Add Random Forest Classifier

Closed this issue · 10 comments

A random forest is a meta estimator that fits a number of decision tree classifiers on various sub-samples of the dataset and uses averaging to improve the predictive accuracy and control over-fitting.

Requested Feature

Build a Random Forest classifier and in the output, f1-score, accuracy and confusion matrix must be printed, there is a function named metrics for printing the accuracy and confusion matrix.
Hyperparameter tuning can be done to improve the accuracy. As the dataset is imbalanced, do prefer f1 score as metric while training.

I wish to solve this issue!

I wish to solve this issue!

Sure @muhammadanas365 I've assigned you the issue. Go ahead!

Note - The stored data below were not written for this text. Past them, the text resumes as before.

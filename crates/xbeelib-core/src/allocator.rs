//! Frame ID allocation over the cyclic `1..=255` space.

use crate::error::{Error, Result};
use crate::types::FrameId;

/// Hands out frame IDs round-robin, skipping identifiers still in flight.
///
/// The cursor advances on every probe so that a freed identifier is not
/// immediately handed out again while older ones are available.
#[derive(Debug, Clone)]
pub struct FrameIdAllocator {
    cursor: u8,
}

impl FrameIdAllocator {
    /// Create an allocator whose first identifier is 1.
    pub fn new() -> Self {
        FrameIdAllocator {
            cursor: FrameId::MIN.get(),
        }
    }

    /// Allocate the next identifier for which `in_use` returns `false`.
    ///
    /// Fails with [`Error::CapacityExceeded`] when every identifier in the
    /// space is outstanding. Never returns [`FrameId::NONE`].
    pub fn allocate(&mut self, in_use: impl Fn(FrameId) -> bool) -> Result<FrameId> {
        for _ in 0..FrameId::SPACE {
            let candidate = FrameId(self.cursor);
            self.cursor = if self.cursor == FrameId::MAX.get() {
                FrameId::MIN.get()
            } else {
                self.cursor + 1
            };
            if !in_use(candidate) {
                return Ok(candidate);
            }
        }
        Err(Error::CapacityExceeded)
    }

    /// The identifier the next call to [`allocate`](Self::allocate) probes first.
    pub fn peek(&self) -> FrameId {
        FrameId(self.cursor)
    }
}

impl Default for FrameIdAllocator {
    fn default() -> Self {
        Self::new()
    }
}

#[cfg(test)]
mod tests {
    use super::*;
    use std::collections::HashSet;

    #[test]
    fn starts_at_one_and_increments() {
        let mut alloc = FrameIdAllocator::new();
        assert_eq!(alloc.allocate(|_| false).unwrap(), FrameId(1));
        assert_eq!(alloc.allocate(|_| false).unwrap(), FrameId(2));
        assert_eq!(alloc.allocate(|_| false).unwrap(), FrameId(3));
    }

    #[test]
    fn wraps_from_max_to_one_skipping_zero() {
        let mut alloc = FrameIdAllocator::new();
        for _ in 0..254 {
            alloc.allocate(|_| false).unwrap();
        }
        assert_eq!(alloc.allocate(|_| false).unwrap(), FrameId(255));
        assert_eq!(alloc.allocate(|_| false).unwrap(), FrameId(1));
    }

    #[test]
    fn skips_identifiers_in_use() {
        let mut alloc = FrameIdAllocator::new();
        let busy: HashSet<u8> = [1, 2, 4].into_iter().collect();
        assert_eq!(alloc.allocate(|id| busy.contains(&id.get())).unwrap(), FrameId(3));
        assert_eq!(alloc.allocate(|id| busy.contains(&id.get())).unwrap(), FrameId(5));
        assert_eq!(alloc.peek(), FrameId(6));
    }

    #[test]
    fn full_space_is_capacity_error() {
        let mut alloc = FrameIdAllocator::new();
        let result = alloc.allocate(|_| true);
        assert!(matches!(result, Err(Error::CapacityExceeded)));
    }

    #[test]
    fn single_free_identifier_is_found() {
        let mut alloc = FrameIdAllocator::new();
        let id = alloc.allocate(|id| id != FrameId(200)).unwrap();
        assert_eq!(id, FrameId(200));
    }

    #[test]
    fn distinct_until_space_exhausted() {
        let mut alloc = FrameIdAllocator::new();
        let mut held = HashSet::new();
        for _ in 0..FrameId::SPACE {
            let id = alloc.allocate(|id| held.contains(&id)).unwrap();
            assert!(!id.is_none());
            assert!(held.insert(id), "identifier {} handed out twice", id);
        }
        assert!(matches!(
            alloc.allocate(|id| held.contains(&id)),
            Err(Error::CapacityExceeded)
        ));
    }
}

Thank you! One more thing, how am I supposed to push the request? One of your colleagues said I should publish on some other branch rather than on the main branch?

you will create a pull request to "dev" branch under main branch of this repo.

@muhammadanas365 Sorry to bother you but from now on please open a PR merging your branch to the main branch instead of pushing it to dev. The issue we faced was that the PR's in the dev branch were not tracked by the leaderboard.
Sorry for the inconvenience. Continue with your work.

@muhammadanas365 What's your update? If you're facing any issue let us know. We're eagerly waiting for your PR and we want you to take up another issue. The more you solve, the better score you get in the final results.

Just did. Sorry was doing some extra EDA

@muhammadanas365 Alright! We're looking through your PR. In the meantime if you want to take some new issues feel free to comment under them.

Let's first get this merges then I'd be glad to solve another issue 😁

@muhammadanas365 Well done! Issue closed.